[Task statement]:
Write the data below out again, unchanged.

[Stored data entries]

//! Where registry passwords come from.
//!
//! Definitions name a source rather than embedding the secret, so a
//! `shipyard.kdl` can be committed next to the code it builds.

use crate::{ConfigError, ConfigResult};
use shipyard_core::Secret;
use std::path::PathBuf;

#[derive(Debug, Clone, PartialEq, Eq)]
pub enum SecretSource {
    /// Environment variable.
    Env(String),
    /// File whose contents (minus trailing newline) are the secret.
    File(PathBuf),
    /// Inline value. Only sensible for local registries and tests.
    Literal(String),
}

impl SecretSource {
    /// Read the secret. `registry` names the consumer in error messages.
    pub fn resolve(&self, registry: &str) -> ConfigResult<Secret> {
        let missing = |message: String| ConfigError::MissingSecret {
            registry: registry.to_string(),
            message,
        };

        let value = match self {
            SecretSource::Env(name) => std::env::var(name)
                .map_err(|_| missing(format!("environment variable {} is not set", name)))?,
            SecretSource::File(path) => std::fs::read_to_string(path)
                .map_err(|e| missing(format!("cannot read {}: {}", path.display(), e)))?
                .trim_end_matches(['\r', '\n'])
                .to_string(),
            SecretSource::Literal(value) => value.clone(),
        };

        if value.is_empty() {
            return Err(missing("secret is empty".to_string()));
        }
        Ok(Secret::new(value))
    }

    pub fn describe(&self) -> String {
        match self {
            SecretSource::Env(name) => format!("env:{}", name),
            SecretSource::File(path) => format!("file:{}", path.display()),
            SecretSource::Literal(_) => "inline".to_string(),
        }
    }
}

#[cfg(test)]
mod tests {
    use super::*;

    #[test]
    fn test_file_source_trims_newline() {
        let dir = tempfile::tempdir().unwrap();
        let path = dir.path().join("token");
        std::fs::write(&path, "s3cret\n").unwrap();

        let secret = SecretSource::File(path).resolve("ghcr.io").unwrap();
        assert_eq!(secret.expose(), "s3cret");
    }

    #[test]
    fn test_missing_env_is_reported() {
        let err = SecretSource::Env("SHIPYARD_TEST_UNSET_TOKEN_9F2A".to_string())
            .resolve("docker.io")
            .unwrap_err();
        match err {
            ConfigError::MissingSecret { registry, message } => {
                assert_eq!(registry, "docker.io");
                assert!(message.contains("SHIPYARD_TEST_UNSET_TOKEN_9F2A"));
            }
            other => panic!("unexpected error: {other}"),
        }
    }

    #[test]
    fn test_empty_secret_rejected() {
        assert!(SecretSource::Literal(String::new()).resolve("r").is_err());
        assert_eq!(
            SecretSource::Literal("x".to_string()).resolve("r").unwrap().expose(),
            "x"
        );
    }

    #[test]
    fn test_describe_hides_literal() {
        assert_eq!(SecretSource::Literal("hunter2".to_string()).describe(), "inline");
        assert_eq!(SecretSource::Env("TOKEN".to_string()).describe(), "env:TOKEN");
    }
}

[Task output]:
//! Where registry passwords come from.
//!
//! Definitions name a source rather than embedding the secret, so a
//! `shipyard.kdl` can be committed next to the code it builds.

use crate::{ConfigError, ConfigResult};
use shipyard_core::Secret;
use std::path::PathBuf;

#[derive(Debug, Clone, PartialEq, Eq)]
pub enum SecretSource {
    /// Environment variable.
    Env(String),
    /// File whose contents (minus trailing newline) are the secret.
    File(PathBuf),
    /// Inline value. Only sensible for local registries and tests.
    Literal(String),
}

impl SecretSource {
    /// Read the secret. `registry` names the consumer in error messages.
    pub fn resolve(&self, registry: &str) -> ConfigResult<Secret> {
        let missing = |message: String| ConfigError::MissingSecret {
            registry: registry.to_string(),
            message,
        };

        let value = match self {
            SecretSource::Env(name) => std::env::var(name)
                .map_err(|_| missing(format!("environment variable {} is not set", name)))?,
            SecretSource::File(path) => std::fs::read_to_string(path)
                .map_err(|e| missing(format!("cannot read {}: {}", path.display(), e)))?
                .trim_end_matches(['\r', '\n'])
                .to_string(),
            SecretSource::Literal(value) => value.clone(),
        };

        if value.is_empty() {
            return Err(missing("secret is empty".to_string()));
        }
        Ok(Secret::new(value))
    }

    pub fn describe(&self) -> String {
        match self {
            SecretSource::Env(name) => format!("env:{}", name),
            SecretSource::File(path) => format!("file:{}", path.display()),
            SecretSource::Literal(_) => "inline".to_string(),
        }
    }
}

#[cfg(test)]
mod tests {
    use super::*;

    #[test]
    fn test_file_source_trims_newline() {
        let dir = tempfile::tempdir().unwrap();
        let path = dir.path().join("token");
        std::fs::write(&path, "s3cret\n").unwrap();

        let secret = SecretSource::File(path).resolve("ghcr.io").unwrap();
        assert_eq!(secret.expose(), "s3cret");
    }

    #[test]
    fn test_missing_env_is_reported() {
        let err = SecretSource::Env("SHIPYARD_TEST_UNSET_TOKEN_9F2A".to_string())
            .resolve("docker.io")
            .unwrap_err();
        match err {
            ConfigError::MissingSecret { registry, message } => {
                assert_eq!(registry, "docker.io");
                assert!(message.contains("SHIPYARD_TEST_UNSET_TOKEN_9F2A"));
            }
            other => panic!("unexpected error: {other}"),
        }
    }

    #[test]
    fn test_empty_secret_rejected() {
        assert!(SecretSource::Literal(String::new()).resolve("r").is_err());
        assert_eq!(
            SecretSource::Literal("x".to_string()).resolve("r").unwrap().expose(),
            "x"
        );
    }

    #[test]
    fn test_describe_hides_literal() {
        assert_eq!(SecretSource::Literal("hunter2".to_string()).describe(), "inline");
        assert_eq!(SecretSource::Env("TOKEN".to_string()).describe(), "env:TOKEN");
    }
}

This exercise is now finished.